Stratford's Big Stars, From The Bard To The Bieb
Bob Mondello, NPR
Most theaters let audiences know the show is about to start by blinking the lights. Stratford's Festival Theater in Stratford, Ontario, is a bit more festive. Four burgundy-uniformed buglers and a drummer quicken the pace of hundreds of theatergoers who've been ambling up the hill from the banks of the Avon River. When curtain time arrives, a cannon will boom.
Nora Polley works in the theater's archives and has been with the festival since she was in high school 48 years ago. "When I was a kid here, the curtain was at 8:30, so if you were out playing, when you heard the cannon go off, you knew it was time to go home," she recalls.
Polley now works in a huge warehouse filled with such stage treasures as the gown Maggie Smith wore as Hippolyta in A Midsummer Night's Dream and the prompt books for every show that's ever played the festival. The trove goes back 60 theatrical seasons.
"Not that anybody in 1953 thought it would last 60 years," Polley muses. "Most people, I think, thought it wouldn't last two."
The skepticism was justified. The festival is now one of Canada's largest cultural institutions, doing at least a dozen shows each year on a $60 million budget. But in the early 1950s, Stratford was on the verge of becoming a ghost town.
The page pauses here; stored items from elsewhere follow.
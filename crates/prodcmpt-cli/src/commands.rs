//! CLI command implementations
//!
//! Every command loads the project (configuration plus type and component files) first. Read-only
//! work runs in parallel over the components; fixes are applied and written one at a time.

use anyhow::{Context, bail};
use prodcmpt_core::template::find_template_value;
use prodcmpt_core::{
    CmptReport, ConfigLoader, ContainerId, DeltaOptions, ModelContext, ProductCmpt,
    ProductCmptDelta, ProjectConfig, PropertyValueType, Repository, ResultExt, Severity,
    TemplateHierarchy, compute_delta, effective_content, fix_delta, validate_with_config,
};
use rayon::prelude::*;
use std::path::{Path, PathBuf};
use tracing::{debug, info, warn};

use crate::output::{CheckSummary, DeltaSummary, OutputFormatter};
use crate::{ConfigFormat, OutputFormat};

/// Configuration and repository of one project
struct Project {
    config: ProjectConfig,
    repo: Repository,
}

impl Project {
    fn load(config_path: Option<&Path>, dir: &Path) -> anyhow::Result<Self> {
        let (config, root) = ConfigLoader::load(config_path, Some(dir))?;
        debug!("Project root: {}", root.display());
        let (repo, report) = Repository::load(&config, &root)?;
        for err in &report.errors {
            warn!("Skipped: {}", err);
        }
        Ok(Self { config, repo })
    }

    /// The named components, or all of them when no name is given
    fn select(&self, names: &[String]) -> anyhow::Result<Vec<&ProductCmpt>> {
        if names.is_empty() {
            return Ok(self.repo.cmpts().collect());
        }
        names
            .iter()
            .map(|name| {
                self.repo
                    .find_cmpt(name)
                    .with_context(|| format!("Unknown product component '{name}'"))
            })
            .collect()
    }
}

/// Check command implementation
pub fn check_command(
    config_path: Option<&Path>,
    dir: &Path,
    names: &[String],
    format: OutputFormat,
    error_on_warnings: bool,
) -> anyhow::Result<bool> {
    let project = Project::load(config_path, dir)?;
    let selected = project.select(names)?;
    let hierarchy = TemplateHierarchy::build(project.repo.cmpts());

    let reports: Vec<CmptReport> = selected
        .par_iter()
        .map(|cmpt| CmptReport {
            cmpt: cmpt.qualified_name.clone(),
            messages: validate_with_config(&project.repo, cmpt, &hierarchy, &project.config),
        })
        .filter(|report| !report.messages.is_empty())
        .collect();

    let summary = CheckSummary::from_reports(selected.len(), &reports);
    info!(
        "Checked {} components: {} errors, {} warnings",
        summary.cmpts_checked, summary.errors, summary.warnings
    );
    OutputFormatter::new(format).print_check(&reports, &summary)?;

    let failed = reports.iter().flat_map(|r| r.messages.iter()).any(|m| {
        m.severity == Severity::Error || (error_on_warnings && m.severity == Severity::Warning)
    });
    Ok(!failed)
}

/// Delta command implementation
///
/// Without `fix`, finding any difference fails the command. With `fix`, templates are fixed
/// before the components based on them and every delta is computed right before it is applied,
/// so entries derived from a template always see the template's fixed state.
pub fn delta_command(
    config_path: Option<&Path>,
    dir: &Path,
    names: &[String],
    format: OutputFormat,
    fix: bool,
) -> anyhow::Result<bool> {
    let mut project = Project::load(config_path, dir)?;
    let options = DeltaOptions::from_config(&project.config);

    if !fix {
        let selected = project.select(names)?;
        let deltas: Vec<ProductCmptDelta> = selected
            .par_iter()
            .map(|cmpt| compute_delta(&project.repo, cmpt, &options))
            .filter(|delta| !delta.is_empty())
            .collect();
        let summary = DeltaSummary {
            cmpts_compared: selected.len(),
            cmpts_with_delta: deltas.len(),
            entries: deltas.iter().map(ProductCmptDelta::len).sum(),
            ..DeltaSummary::default()
        };
        OutputFormatter::new(format).print_delta(&deltas, &[], &summary)?;
        return Ok(deltas.is_empty());
    }

    let ordered = templates_first(&project, names)?;
    let mut summary = DeltaSummary {
        cmpts_compared: ordered.len(),
        ..DeltaSummary::default()
    };
    let mut deltas = Vec::new();
    let mut fixes = Vec::new();
    for name in &ordered {
        let Some(cmpt) = project.repo.find_cmpt(name) else {
            continue;
        };
        let delta = compute_delta(&project.repo, cmpt, &options);
        if delta.is_empty() {
            continue;
        }
        summary.cmpts_with_delta += 1;
        summary.entries += delta.len();

        if let Some(cmpt) = project.repo.find_cmpt_mut(name)
            && let Some(report) = fix_delta(cmpt, &delta).log_and_continue()
        {
            summary.entries_fixed += report.fixed;
            if project.repo.save_cmpt(name).log_and_continue().is_some() {
                summary.cmpts_saved += 1;
            }
            fixes.push((name.clone(), report));
        }
        deltas.push(delta);
    }

    OutputFormatter::new(format).print_delta(&deltas, &fixes, &summary)?;
    Ok(summary.cmpts_saved == summary.cmpts_with_delta)
}

/// Names of the selected components, every template ahead of the components based on it
fn templates_first(project: &Project, names: &[String]) -> anyhow::Result<Vec<String>> {
    let hierarchy = TemplateHierarchy::build(project.repo.cmpts());
    let mut ordered: Vec<(usize, String)> = project
        .select(names)?
        .into_iter()
        .map(|cmpt| {
            let depth = hierarchy.template_chain(&cmpt.qualified_name).len();
            (depth, cmpt.qualified_name.clone())
        })
        .collect();
    ordered.sort_by_key(|(depth, _)| *depth);
    Ok(ordered.into_iter().map(|(_, name)| name).collect())
}

/// Resolve command implementation
pub fn resolve_command(
    config_path: Option<&Path>,
    dir: &Path,
    name: &str,
    property: &str,
    kind: PropertyValueType,
    date: Option<&str>,
) -> anyhow::Result<bool> {
    let project = Project::load(config_path, dir)?;
    let repo = &project.repo;
    let cmpt = repo
        .find_cmpt(name)
        .with_context(|| format!("Unknown product component '{name}'"))?;
    let id = match date {
        Some(date) => cmpt
            .best_matching_generation(date)
            .with_context(|| format!("{name} has no generation effective on {date}"))?,
        None => default_container(repo, cmpt, property, kind),
    };
    let hierarchy = TemplateHierarchy::build(repo.cmpts());

    println!("{} {property} ({kind})", cmpt.container_label(id));
    println!("  template chain: {}", hierarchy.template_chain(name).join(" -> "));

    let local = cmpt
        .container(id)
        .and_then(|container| container.find_value(property, kind));
    match local {
        Some(value) => println!("  stored: {} {}", value.status(), render(value.value.local())),
        None => println!("  stored: nothing"),
    }

    match find_template_value(repo, cmpt, id, property, kind) {
        Some(hit) => println!(
            "  template value: {} from {}",
            render(hit.part.value.defined()),
            hit.cmpt.container_label(hit.container)
        ),
        None => println!("  template value: none"),
    }

    if let Some(value) = local {
        println!(
            "  effective: {}",
            render(effective_content(repo, cmpt, id, value))
        );
    }
    Ok(true)
}

/// Container holding `property`: the latest generation for properties changing over time
fn default_container(
    repo: &Repository,
    cmpt: &ProductCmpt,
    property: &str,
    kind: PropertyValueType,
) -> ContainerId {
    let changing = repo
        .find_product_cmpt_type(&cmpt.product_cmpt_type)
        .is_some_and(|t| t.changing_over_time)
        && repo
            .find_property(&cmpt.product_cmpt_type, property, kind)
            .is_some_and(|p| p.changing_over_time());
    if changing {
        cmpt.latest_generation().unwrap_or(ContainerId::Cmpt)
    } else {
        ContainerId::Cmpt
    }
}

fn render(content: Option<&impl std::fmt::Display>) -> String {
    content.map_or_else(|| "-".to_string(), |c| c.to_string())
}

/// Config init command implementation
pub fn config_init_command(dir: &Path, format: ConfigFormat, force: bool) -> anyhow::Result<bool> {
    let filename = match format {
        ConfigFormat::Yaml => "prodcmpt.yaml",
        ConfigFormat::Json => "prodcmpt.json",
        ConfigFormat::Toml => ".prodcmptrc.toml",
    };
    let config_path: PathBuf = dir.join(filename);

    if config_path.exists() && !force {
        bail!(
            "Configuration file '{}' already exists. Use --force to overwrite.",
            config_path.display()
        );
    }

    let config = ProjectConfig::example();
    let content = match format {
        ConfigFormat::Yaml => serde_yaml::to_string(&config)?,
        ConfigFormat::Json => serde_json::to_string_pretty(&config)?,
        ConfigFormat::Toml => toml::to_string_pretty(&config)?,
    };
    std::fs::write(&config_path, content)
        .with_context(|| format!("Failed to write {}", config_path.display()))?;

    println!("Created configuration file: {}", config_path.display());
    Ok(true)
}

/// Config schema command implementation
pub fn config_schema_command() -> anyhow::Result<bool> {
    println!("{}", serde_json::to_string_pretty(&ProjectConfig::json_schema())?);
    Ok(true)
}

/// Config show command implementation
pub fn config_show_command(config_path: Option<&Path>, dir: &Path) -> anyhow::Result<bool> {
    let (config, root) = ConfigLoader::load(config_path, Some(dir))?;
    println!("# project root: {}", root.display());
    print!("{}", serde_yaml::to_string(&config)?);
    Ok(true)
}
The town's chief industry was repairing steam locomotives, a trade that was all but dead by the time hometown reporter Tom Patterson flew to England to plead with stage legend Tyrone Guthrie.
The town was already called Stratford, Patterson told him, the river Avon (pronounced AAH-vun in Ontario) ran through it, and kids went to schools named after Falstaff, Romeo and Juliet. Would the great British director come there and do Shakespeare?
To nearly everyone's surprise, Guthrie said yes.
"It was going to save the town," marvels Polley. "The decision to have the Shakespeare Festival was actually an economic one."